Given below are selected excerpts of the formal specification for check pointing. Note the addition of a FileSpace object, which is a model for an external (operating) system file storage. This is used in the specification of the Rolodex File operations, where the definition of the Save operation is found.

op Add(r:Rolodex,fs:FileSpace,c:Card)->(r':Rolodex,fs':FileSpace)
    post:
      (* previous postcond and *)

      if r.state.options.chkpton then
          if r.state.chkpt = 0 then    (* Time to do checkpoint save *)
              r'.state.chkpt =
                  r.state.options.chkptinterval and
              fs' = Save(fs,r)
          else                         (* Not time yet, decrement counter *)
              r'.state.chkpt = r.state.chkpt - 1 and
              fs' = fs
      else
          true;
end;

obj SystemState = (* previous components and *) chkpt:CheckpointCount;
obj Options = (* previous components and *)
    chkpton:CheckpointOnOff and chkptinterval:CheckpointInterval;
obj CheckpointCount = integer;
obj CheckpointInterval = integer;
obj CheckpointOnOff = boolean;

Note carefully the "else true" clause in the postcondition. If-then-else is not a programming language control construct, though it may seem like one most of the time. Rather, if-then-else is a choice expression that has one of two values depending on the value of the if test. If the else clause is missing and the value of the if test is false, then the value of the entire if-then- else is false, which is not necessarily the desired value. In this case, for example, we do not want the Add operation to fail if checkpointing is off.

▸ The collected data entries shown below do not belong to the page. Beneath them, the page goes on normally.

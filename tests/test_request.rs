use std::collections::HashMap;

use kestrel::http::request::{HttpVersion, Method, Request};

fn request_with_headers(headers: &[(&str, &str)]) -> Request {
    Request {
        method: Method::GET,
        target: "/".to_string(),
        version: HttpVersion::Http11,
        headers: headers
            .iter()
            .map(|(k, v)| (k.to_string(), v.to_string()))
            .collect(),
        body: Vec::new(),
    }
}

#[test]
fn test_method_from_token() {
    let methods = vec![
        ("GET", Method::GET),
        ("POST", Method::POST),
        ("PUT", Method::PUT),
        ("DELETE", Method::DELETE),
        ("HEAD", Method::HEAD),
        ("OPTIONS", Method::OPTIONS),
        ("PATCH", Method::PATCH),
    ];

    for (token, expected) in methods {
        assert_eq!(Method::from_token(token), Some(expected));
    }
}

#[test]
fn test_method_from_token_is_case_sensitive() {
    assert_eq!(Method::from_token("get"), None);
    assert_eq!(Method::from_token("Get"), None);
    assert_eq!(Method::from_token("BREW"), None);
}

#[test]
fn test_version_tokens_round_trip() {
    assert_eq!(HttpVersion::from_token("HTTP/1.0"), Some(HttpVersion::Http10));
    assert_eq!(HttpVersion::from_token("HTTP/1.1"), Some(HttpVersion::Http11));
    assert_eq!(HttpVersion::Http10.as_str(), "HTTP/1.0");
    assert_eq!(HttpVersion::Http11.as_str(), "HTTP/1.1");
}

#[test]
fn test_unknown_version_tokens_rejected() {
    assert_eq!(HttpVersion::from_token("HTTP/2"), None);
    assert_eq!(HttpVersion::from_token("HTTP/0.9"), None);
    assert_eq!(HttpVersion::from_token("http/1.1"), None);
}

#[test]
fn test_header_lookup() {
    let req = request_with_headers(&[("Host", "example.com"), ("Accept", "*/*")]);

    assert_eq!(req.header("Host"), Some("example.com"));
    assert_eq!(req.header("Accept"), Some("*/*"));
    assert_eq!(req.header("User-Agent"), None);
}

#[test]
fn test_content_length_helper() {
    let req = request_with_headers(&[("Content-Length", "42")]);
    assert_eq!(req.content_length(), 42);

    let missing = request_with_headers(&[]);
    assert_eq!(missing.content_length(), 0);

    let garbled = request_with_headers(&[("Content-Length", "many")]);
    assert_eq!(garbled.content_length(), 0);
}

#[test]
fn test_request_is_cloneable() {
    let mut headers = HashMap::new();
    headers.insert("Host".to_string(), "example.com".to_string());
    let req = Request {
        method: Method::POST,
        target: "/upload".to_string(),
        version: HttpVersion::Http11,
        headers,
        body: vec![1, 2, 3],
    };

    let copy = req.clone();
    assert_eq!(copy.method, req.method);
    assert_eq!(copy.target, req.target);
    assert_eq!(copy.body, req.body);
}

Also note that the equality operator, '=', is not an assignment operator, as much as it may look as such. What the equality operator means in an expression such as

r'.state.chkpt = r.state.chkpt - 1

is not that r'.state.chkpt is assigned the value r.state.chkpt - 1. Rather, this is an expression that specifies the output value of r'.state.chkpt is equal to one less than the input value of r.state.chkpt. In an implementation of this operation, an assignment of some form will most likely take place, in order for the postcondition to become true. However, the postcondition by itself does no assignment.

5.4. Undo

It is quite common for interactive systems to have an Undo function that reverses the effects of the most recent operation. A more advanced undo/redo capability is sometimes available, where a number of recent operations can be undone or redone.

Given below are selected excerpts of the formal specification for a simple one- level undo facility. The specifications for Add and Undo operations are given. A complete specification would include updates to Delete and Change, comparable to those for Add.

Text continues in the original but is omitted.